Sicuramente nell'antichità il cavallo fu elemento importante e determinante
per lo sviluppo della civiltà dei popoli, come avvenne per tante comunità antiche: i
Fenici, i Sumeri, gli Egiziani, i Greci. E per quanto ci riguarda, in
occidente: gli Opici, i
Volsci, gli Osci, i Sanniti, ecc.,... fino a giungere ai coloni greci, che raggiunsero
nel VIII-VII secolo a.C. le coste dell'Italia meridionale, portando al seguito le loro razze equine. Questo popolo ellenico eseguì una paziente e costante
selezione di razze, giungendo a tipologie di cavalli molto docili e
facilmente addomesticabili per tutti i loro utilizzi, sia in guerra che in pace,
nelle città e nei campi, per i mezzi di trasporto e per le
attività lavorative. Gli Etruschi e i Romani continuarono questa tradizione,
migliorando la selezione di razze equine, soprattutto quelle utili al servizio delle loro
armate, durante le varie guerre ed espansioni nel mondo allora conosciuto.

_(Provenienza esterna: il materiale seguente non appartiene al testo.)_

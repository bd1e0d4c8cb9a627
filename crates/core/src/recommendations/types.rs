//! Types for the recommendation engine

use std::collections::BTreeSet;
use std::fmt;

use rust_decimal::Decimal;
use serde::{Deserialize, Serialize};

use crate::catalog::Catalog;
use crate::domain::product::{Product, ProductId};
use crate::domain::profile::UserProfile;

/// Which scoring pass produced a recommendation
#[derive(Debug, Clone, Copy, PartialEq, Eq, Hash, Serialize, Deserialize)]
pub enum RecommendationType {
    #[serde(rename = "collaborative")]
    Collaborative,
    #[serde(rename = "content-based")]
    ContentBased,
    #[serde(rename = "trending")]
    Trending,
}

impl RecommendationType {
    pub fn as_str(&self) -> &'static str {
        match self {
            RecommendationType::Collaborative => "collaborative",
            RecommendationType::ContentBased => "content-based",
            RecommendationType::Trending => "trending",
        }
    }
}

impl fmt::Display for RecommendationType {
    fn fmt(&self, f: &mut fmt::Formatter<'_>) -> fmt::Result {
        f.write_str(self.as_str())
    }
}

/// A ranked recommendation as stored on the user profile
#[derive(Debug, Clone, PartialEq, Serialize, Deserialize)]
pub struct Recommendation {
    pub product_id: ProductId,
    /// Product name at the time of computation
    pub product_name: String,
    pub price: Decimal,
    /// Weighted confidence (not a probability)
    pub confidence: f64,
    /// Human-readable reasoning
    pub reason: String,
    #[serde(rename = "type")]
    pub kind: RecommendationType,
}

impl Recommendation {
    /// Display percentage, e.g. `35% match`
    pub fn display_percentage(&self) -> String {
        format!("{:.0}% match", self.confidence * 100.0)
    }
}

/// Unweighted output of a single scoring pass, before merge
#[derive(Debug, Clone, PartialEq)]
pub struct Candidate<'a> {
    pub product: &'a Product,
    /// Raw pass confidence, before the per-type weight
    pub confidence: f64,
    pub reason: String,
    pub kind: RecommendationType,
}

impl Candidate<'_> {
    pub fn into_recommendation(self, weight: f64) -> Recommendation {
        Recommendation {
            product_id: self.product.id,
            product_name: self.product.name.clone(),
            price: self.product.price,
            confidence: self.confidence * weight,
            reason: self.reason,
            kind: self.kind,
        }
    }
}

/// Stand-in for a collaborative-filtering neighbour
#[derive(Debug, Clone, PartialEq, Serialize, Deserialize)]
pub struct SimilarUser {
    pub purchases: BTreeSet<ProductId>,
    /// Similarity to the current shopper in `[0, 1]`
    pub similarity: f64,
}

impl SimilarUser {
    pub fn new(purchases: impl IntoIterator<Item = ProductId>, similarity: f64) -> Self {
        Self { purchases: purchases.into_iter().collect(), similarity: similarity.clamp(0.0, 1.0) }
    }
}

/// Read-only view handed to every scoring pass
#[derive(Debug, Clone, Copy)]
pub struct ScoringInput<'a> {
    pub catalog: &'a Catalog,
    pub profile: &'a UserProfile,
    pub similar_users: &'a [SimilarUser],
}

impl<'a> ScoringInput<'a> {
    pub fn new(
        catalog: &'a Catalog,
        profile: &'a UserProfile,
        similar_users: &'a [SimilarUser],
    ) -> Self {
        Self { catalog, profile, similar_users }
    }

    /// Catalog products the shopper has not bought yet
    pub fn unpurchased(&self) -> impl Iterator<Item = &'a Product> + 'a {
        let profile = self.profile;
        self.catalog.products().iter().filter(move |product| !profile.has_purchased(product.id))
    }
}
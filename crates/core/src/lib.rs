pub mod catalog;
pub mod config;
pub mod domain;
pub mod errors;
pub mod recommendations;
pub mod seed;
pub mod session;
pub mod tracker;

pub use catalog::Catalog;
pub use domain::cart::{Cart, CartLine};
pub use domain::product::{Product, ProductId};
pub use domain::profile::{BrowsingHistory, UserProfile};
pub use errors::{ApplicationError, DomainError};
pub use recommendations::{
    Recommendation, RecommendationEngine, RecommendationType, ScoringPass, ScoringWeights,
    SimilarUser,
};
pub use session::{CartAddition, CheckoutReceipt, Session, SessionEvent, SessionObserver};
pub use tracker::{InteractionKind, InteractionTracker, RecordOutcome};
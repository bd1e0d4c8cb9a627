pub mod catalog;
pub mod config;
pub mod recommend;
pub mod simulate;

use serde::Serialize;
use serde_json::Value;
use storefront_core::config::{AppConfig, LoadOptions};
use storefront_core::errors::ApplicationError;

#[derive(Debug, Clone)]
pub struct CommandResult {
    pub exit_code: u8,
    pub output: String,
}

#[derive(Debug, Serialize)]
struct CommandOutcome {
    command: String,
    status: String,
    error_class: Option<String>,
    message: String,
    #[serde(skip_serializing_if = "Option::is_none")]
    data: Option<Value>,
}

impl CommandResult {
    /// Success payload carrying a structured `data` document.
    pub fn success_with(command: &str, message: impl Into<String>, data: &impl Serialize) -> Self {
        match serde_json::to_value(data) {
            Ok(value) => Self::success_with_data(command, message, value),
            Err(error) => Self::failure(
                command,
                "serialization",
                format!("failed to serialize command output: {error}"),
                3,
            ),
        }
    }

    fn success_with_data(command: &str, message: impl Into<String>, data: Value) -> Self {
        let payload = CommandOutcome {
            command: command.to_string(),
            status: "ok".to_string(),
            error_class: None,
            message: message.into(),
            data: Some(data),
        };
        Self { exit_code: 0, output: serialize_payload(payload) }
    }

    pub fn failure(
        command: &str,
        error_class: &str,
        message: impl Into<String>,
        exit_code: u8,
    ) -> Self {
        let payload = CommandOutcome {
            command: command.to_string(),
            status: "error".to_string(),
            error_class: Some(error_class.to_string()),
            message: message.into(),
            data: None,
        };
        Self { exit_code, output: serialize_payload(payload) }
    }

    /// Configuration failures exit with code 2, domain input errors with code 1.
    pub fn from_application_error(command: &str, error: &ApplicationError) -> Self {
        let exit_code = match error {
            ApplicationError::Configuration(_) => 2,
            ApplicationError::Domain(_) => 1,
        };
        Self::failure(command, error.error_class(), error.to_string(), exit_code)
    }
}

/// Load the layered config once per invocation; failures become the `command` payload.
pub fn load_config(command: &str) -> Result<AppConfig, CommandResult> {
    AppConfig::load(LoadOptions::default()).map_err(|error| {
        CommandResult::from_application_error(
            command,
            &ApplicationError::Configuration(error.to_string()),
        )
    })
}

fn serialize_payload(payload: CommandOutcome) -> String {
    serde_json::to_string(&payload).unwrap_or_else(|error| {
        format!(
            "{{\"command\":\"unknown\",\"status\":\"error\",\"error_class\":\"serialization\",\"message\":\"{}\"}}",
            error.to_string().replace('\\', "\\\\").replace('"', "\\\"")
        )
    })
}
impl AppConfig {
    pub fn load(options: LoadOptions) -> Result<Self, ConfigError> {
        let mut config = Self::default();
        let maybe_path = resolve_config_path(options.config_path.as_deref());

        if let Some(path) = maybe_path {
            let patch = read_patch(&path)?;
            config.apply_patch(patch);
        } else if options.require_file {
            let expected = options.config_path.unwrap_or_else(|| PathBuf::from("storefront.toml"));
            return Err(ConfigError::MissingConfigFile(expected));
        }

        config.apply_env_overrides()?;
        config.apply_overrides(options.overrides);
        config.validate()?;

        Ok(config)
    }

    fn apply_patch(&mut self, patch: ConfigPatch) {
        if let Some(recommendations) = patch.recommendations {
            if let Some(max_results) = recommendations.max_results {
                self.recommendations.max_results = max_results;
            }
            if let Some(weight) = recommendations.collaborative_weight {
                self.recommendations.collaborative_weight = weight;
            }
            if let Some(weight) = recommendations.content_weight {
                self.recommendations.content_weight = weight;
            }
            if let Some(weight) = recommendations.trending_weight {
                self.recommendations.trending_weight = weight;
            }
            if let Some(threshold) = recommendations.content_threshold {
                self.recommendations.content_threshold = threshold;
            }
            if let Some(threshold) = recommendations.trending_threshold {
                self.recommendations.trending_threshold = threshold;
            }
        }

        if let Some(session) = patch.session {
            if let Some(limit) = session.browsing_history_limit {
                self.session.browsing_history_limit = limit;
            }
            if let Some(recompute) = session.recompute {
                self.session.recompute = recompute;
            }
            if let Some(delay) = session.recompute_delay_ms {
                self.session.recompute_delay_ms = delay;
            }
            if let Some(increment) = session.restock_increment {
                self.session.restock_increment = increment;
            }
        }

        if let Some(logging) = patch.logging {
            if let Some(level) = logging.level {
                self.logging.level = level;
            }
            if let Some(format) = logging.format {
                self.logging.format = format;
            }
        }
    }

    fn apply_env_overrides(&mut self) -> Result<(), ConfigError> {
        if let Some(value) = read_env("STOREFRONT_RECOMMENDATIONS_MAX_RESULTS") {
            self.recommendations.max_results =
                parse_usize("STOREFRONT_RECOMMENDATIONS_MAX_RESULTS", &value)?;
        }
        if let Some(value) = read_env("STOREFRONT_RECOMMENDATIONS_COLLABORATIVE_WEIGHT") {
            self.recommendations.collaborative_weight =
                parse_f64("STOREFRONT_RECOMMENDATIONS_COLLABORATIVE_WEIGHT", &value)?;
        }
        if let Some(value) = read_env("STOREFRONT_RECOMMENDATIONS_CONTENT_WEIGHT") {
            self.recommendations.content_weight =
                parse_f64("STOREFRONT_RECOMMENDATIONS_CONTENT_WEIGHT", &value)?;
        }
        if let Some(value) = read_env("STOREFRONT_RECOMMENDATIONS_TRENDING_WEIGHT") {
            self.recommendations.trending_weight =
                parse_f64("STOREFRONT_RECOMMENDATIONS_TRENDING_WEIGHT", &value)?;
        }
        if let Some(value) = read_env("STOREFRONT_RECOMMENDATIONS_CONTENT_THRESHOLD") {
            self.recommendations.content_threshold =
                parse_f64("STOREFRONT_RECOMMENDATIONS_CONTENT_THRESHOLD", &value)?;
        }
        if let Some(value) = read_env("STOREFRONT_RECOMMENDATIONS_TRENDING_THRESHOLD") {
            self.recommendations.trending_threshold =
                parse_f64("STOREFRONT_RECOMMENDATIONS_TRENDING_THRESHOLD", &value)?;
        }

        if let Some(value) = read_env("STOREFRONT_SESSION_BROWSING_HISTORY_LIMIT") {
            self.session.browsing_history_limit =
                parse_usize("STOREFRONT_SESSION_BROWSING_HISTORY_LIMIT", &value)?;
        }
        if let Some(value) = read_env("STOREFRONT_SESSION_RECOMPUTE") {
            self.session.recompute = value.parse()?;
        }
        if let Some(value) = read_env("STOREFRONT_SESSION_RECOMPUTE_DELAY_MS") {
            self.session.recompute_delay_ms =
                parse_u64("STOREFRONT_SESSION_RECOMPUTE_DELAY_MS", &value)?;
        }
        if let Some(value) = read_env("STOREFRONT_SESSION_RESTOCK_INCREMENT") {
            self.session.restock_increment =
                parse_u32("STOREFRONT_SESSION_RESTOCK_INCREMENT", &value)?;
        }

        let log_level =
            read_env("STOREFRONT_LOGGING_LEVEL").or_else(|| read_env("STOREFRONT_LOG_LEVEL"));
        if let Some(value) = log_level {
            self.logging.level = value;
        }
        let log_format =
            read_env("STOREFRONT_LOGGING_FORMAT").or_else(|| read_env("STOREFRONT_LOG_FORMAT"));
        if let Some(value) = log_format {
            self.logging.format = value.parse()?;
        }

        Ok(())
    }

    fn apply_overrides(&mut self, overrides: ConfigOverrides) {
        if let Some(log_level) = overrides.log_level {
            self.logging.level = log_level;
        }
        if let Some(log_format) = overrides.log_format {
            self.logging.format = log_format;
        }
        if let Some(max_results) = overrides.max_results {
            self.recommendations.max_results = max_results;
        }
        if let Some(recompute) = overrides.recompute {
            self.session.recompute = recompute;
        }
        if let Some(limit) = overrides.browsing_history_limit {
            self.session.browsing_history_limit = limit;
        }
    }

    pub fn validate(&self) -> Result<(), ConfigError> {
        validate_recommendations(&self.recommendations)?;
        validate_session(&self.session)?;
        validate_logging(&self.logging)?;
        Ok(())
    }
}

Con la caduta dell'Impero Romano d'Occidente e con l'invasione dei popoli
nordici, ci fu una commistione tra le razze equine: conseguenza fu che i cavalli ebbero connotati
dell'uno e dell'altro "ceppo"... I vari invasori (mongoli, germanici, vandali, goti, saraceni, ecc.), "sovrapponendo"
i loro cavalli a quelli romani, non fecero altro che protrarre nel tempo,
inconsapevolmente e disordinatamente, quanto i Latini
e loro discendenti avevano consciamente e razionalmente saputo selezionare.
Durante la conquista bizantina in Italia e con l'istaurazione di amministrazioni locali dipendenti dall'impero di Bisanzio, come il Ducato a Napoli, l'incrocio con le razze di cavalli provenienti dall'Oriente,
apportarono nuove caratteristiche genetiche ai cavalli nostrani. Dopo l’anno
1000, le armate cristiane reduci dalle Crociate in Palestina, furono artefici di
altre commistioni di razze, soprattutto a seguito dei contatti avvenuti con i vari popoli, durante le attraversate verso la Terra Santa. Nell'Alto Medioevo, con l'avvento nell'italia meridionale della dominazione Sveva (XII-XIII secolo), fu preferito selezionare una razza
di cavallo agile e veloce, adatta al tipo di caccia, molto in auge all'epoca,
chiamata "Falconeria". Di questa pratica di caccia, un esempio luminoso fu il
grande sovrano Federico II di Svevia, detto Stupor Mundi. Successivamente (XIV-XVsecolo), con la venuta degli Angioini
prima e degli Aragonesi dopo, si riuscì a selezionare nuova
razze di cavalli, sempre più corrispondenti alle esigenze dei tempi, che
andavano mutando con diversi stili di vita, verso l'Era Moderna. Fu, poi, con l'occupazione spagnola, nel XVI secolo, e l'istaurazione del Vicereame di
Napoli, che si provvide a incrociare le varie razze prevalenti, anche con quelle provenienti dal modo arabo, giungendo a selezionare un'eccellente razza di cavallo, che divenne subito un esempio di
perfezione equina, tanto che fu richiesta ed esportata in tutta Europa, e anche
oltre, per realizzare altri incroci locali. La nuova magnifica razza fu chiamata del
"Corsiero Napolitano". Tanto fu importante per gli spagnoli e l'aristocrazia locale l'importanza del cavallo, che a Napoli intorno al 1534, nacque per opera di Giovan Battista Ferraro e Federico Grisone, la
prima Accademia equestre d’Europa, mentre nelle scuderie imperiali spagnole
andavano aumentando il numero ed il prestigio dei Corsieri Napolitani. Lo
stesso imperatore Carlo V d’Asburgo, "… hauendo ottima conoscenza, e
prattica di tutte le specie di caualli, e di tutte l’arti Caualleresche,
sempre elesse per seruigio di persona i caualli Napolitani, come idonei ad
ogni essercitio, e fattione." (Pasquale Caracciolo, La gloria del
cavallo, Venezia, 1589). L'appellativo di Corsiero (o corsiere)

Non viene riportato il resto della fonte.